== Given records ==

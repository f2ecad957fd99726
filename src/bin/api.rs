use std::sync::Arc;

use youthscan::db::establish_connection_pool;
use youthscan::models::config::ServerConfig;
use youthscan::repository::DieselRepository;
use youthscan::retrieval::http::{AppState, router};

#[tokio::main]
async fn main() {
    dotenvy::dotenv().ok();
    env_logger::init_from_env(env_logger::Env::default().default_filter_or("info"));

    let config = match ServerConfig::load() {
        Ok(config) => config,
        Err(e) => {
            log::error!("Failed to load configuration: {e}");
            std::process::exit(1);
        }
    };

    let pool = match establish_connection_pool(&config.database_url) {
        Ok(pool) => pool,
        Err(e) => {
            log::error!("Failed to establish database connection: {e}");
            std::process::exit(1);
        }
    };

    let state = Arc::new(AppState {
        repo: DieselRepository::new(pool),
        similarity_threshold: config.similarity_threshold,
    });
    let app = router(state);

    let listener = match tokio::net::TcpListener::bind(&config.api_bind).await {
        Ok(listener) => listener,
        Err(e) => {
            log::error!("Failed to bind {}: {e}", config.api_bind);
            std::process::exit(1);
        }
    };
    log::info!("Retrieval API listening on {}", config.api_bind);

    if let Err(e) = axum::serve(listener, app).await {
        log::error!("Server error: {e}");
        std::process::exit(1);
    }
}
//! Folds per-file outcomes into the summary result returned to callers.

use std::path::PathBuf;

use crate::core::models::{DeletionOutcome, Direction, ExecutionOutcome, TransferResult};

/// Build the immutable summary for one transfer operation.
///
/// `all_files_synced` is computed from count equality and nowhere else, so
/// the report cannot drift from what actually happened. `delete_completed`
/// is populated only when a deletion pass ran, and can only be true when
/// every planned file copied and every eligible deletion succeeded.
pub fn aggregate(
    outcome: &ExecutionOutcome,
    folder_path: PathBuf,
    deletion: Option<&DeletionOutcome>,
) -> TransferResult {
    let pulled_count = outcome.copied(Direction::Pull);
    let pushed_count = outcome.copied(Direction::Push);
    let all_files_synced =
        pulled_count == outcome.planned_pulls && pushed_count == outcome.planned_pushes;

    TransferResult {
        to_be_pulled_count: outcome.planned_pulls,
        pulled_count,
        to_be_pushed_count: outcome.planned_pushes,
        pushed_count,
        all_files_synced,
        delete_completed: deletion.map(|d| all_files_synced && d.completed()),
        folder_path,
    }
}

#[cfg(test)]
mod tests {
    use super::*;
    use crate::core::models::{DeletionFailure, FileOutcome, FileStatus};
    use crate::error::TransferError;

    fn copied(path: &str, direction: Direction) -> FileOutcome {
        FileOutcome {
            path: path.to_string(),
            direction,
            status: FileStatus::Copied,
        }
    }

    fn failed(path: &str, direction: Direction) -> FileOutcome {
        FileOutcome {
            path: path.to_string(),
            direction,
            status: FileStatus::Failed(TransferError::Transport("broken".into())),
        }
    }

    #[test]
    fn synced_when_counts_match_both_directions() {
        let outcome = ExecutionOutcome {
            planned_pulls: 2,
            planned_pushes: 1,
            files: vec![
                copied("a.jpg", Direction::Pull),
                copied("b.jpg", Direction::Pull),
                copied("a.jpg", Direction::Push),
            ],
        };

        let result = aggregate(&outcome, PathBuf::from("/tmp/x"), None);

        assert_eq!(result.pulled_count, 2);
        assert_eq!(result.pushed_count, 1);
        assert!(result.all_files_synced);
        assert_eq!(result.delete_completed, None);
    }

    #[test]
    fn not_synced_when_a_file_failed() {
        let outcome = ExecutionOutcome {
            planned_pulls: 3,
            planned_pushes: 0,
            files: vec![
                copied("a.jpg", Direction::Pull),
                failed("b.jpg", Direction::Pull),
                copied("c.jpg", Direction::Pull),
            ],
        };

        let result = aggregate(&outcome, PathBuf::from("/tmp/x"), None);

        assert_eq!(result.to_be_pulled_count, 3);
        assert_eq!(result.pulled_count, 2);
        assert!(!result.all_files_synced);
    }

    #[test]
    fn synced_flag_always_equals_count_equality() {
        // The flag must hold for every aggregate output, whatever the mix.
        for planned in 0..3usize {
            for copied_n in 0..=planned {
                let mut files: Vec<FileOutcome> = (0..copied_n)
                    .map(|i| copied(&format!("{i}.jpg"), Direction::Pull))
                    .collect();
                files.extend(
                    (copied_n..planned).map(|i| failed(&format!("{i}.jpg"), Direction::Pull)),
                );

                let outcome = ExecutionOutcome {
                    planned_pulls: planned,
                    planned_pushes: 0,
                    files,
                };
                let result = aggregate(&outcome, PathBuf::from("/tmp/x"), None);
                assert_eq!(
                    result.all_files_synced,
                    result.pulled_count == result.to_be_pulled_count
                        && result.pushed_count == result.to_be_pushed_count
                );
            }
        }
    }

    #[test]
    fn delete_completed_requires_full_sync() {
        // Both eligible deletions succeeded, but one transfer failed, so
        // the deletion cannot be reported complete.
        let outcome = ExecutionOutcome {
            planned_pulls: 3,
            planned_pushes: 0,
            files: vec![
                copied("a.jpg", Direction::Pull),
                copied("b.jpg", Direction::Pull),
                failed("c.jpg", Direction::Pull),
            ],
        };
        let deletion = DeletionOutcome {
            eligible: 2,
            deleted: 2,
            failures: Vec::new(),
        };

        let result = aggregate(&outcome, PathBuf::from("/tmp/x"), Some(&deletion));
        assert_eq!(result.delete_completed, Some(false));
    }

    #[test]
    fn delete_completed_false_on_deletion_failure() {
        let outcome = ExecutionOutcome {
            planned_pulls: 1,
            planned_pushes: 0,
            files: vec![copied("a.jpg", Direction::Pull)],
        };
        let deletion = DeletionOutcome {
            eligible: 1,
            deleted: 0,
            failures: vec![DeletionFailure {
                path: "a.jpg".into(),
                reason: "rm failed".into(),
            }],
        };

        let result = aggregate(&outcome, PathBuf::from("/tmp/x"), Some(&deletion));
        assert!(result.all_files_synced);
        assert_eq!(result.delete_completed, Some(false));
    }

    #[test]
    fn delete_completed_true_when_everything_succeeded() {
        let outcome = ExecutionOutcome {
            planned_pulls: 2,
            planned_pushes: 2,
            files: vec![
                copied("a.jpg", Direction::Pull),
                copied("b.jpg", Direction::Pull),
                copied("a.jpg", Direction::Push),
                copied("b.jpg", Direction::Push),
            ],
        };
        let deletion = DeletionOutcome {
            eligible: 2,
            deleted: 2,
            failures: Vec::new(),
        };

        let result = aggregate(&outcome, PathBuf::from("/tmp/x"), Some(&deletion));
        assert_eq!(result.delete_completed, Some(true));
    }
}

===

What is being asked: Scan the entries for lines with the string "FileStatus". Report only how many there are.

Your response: 3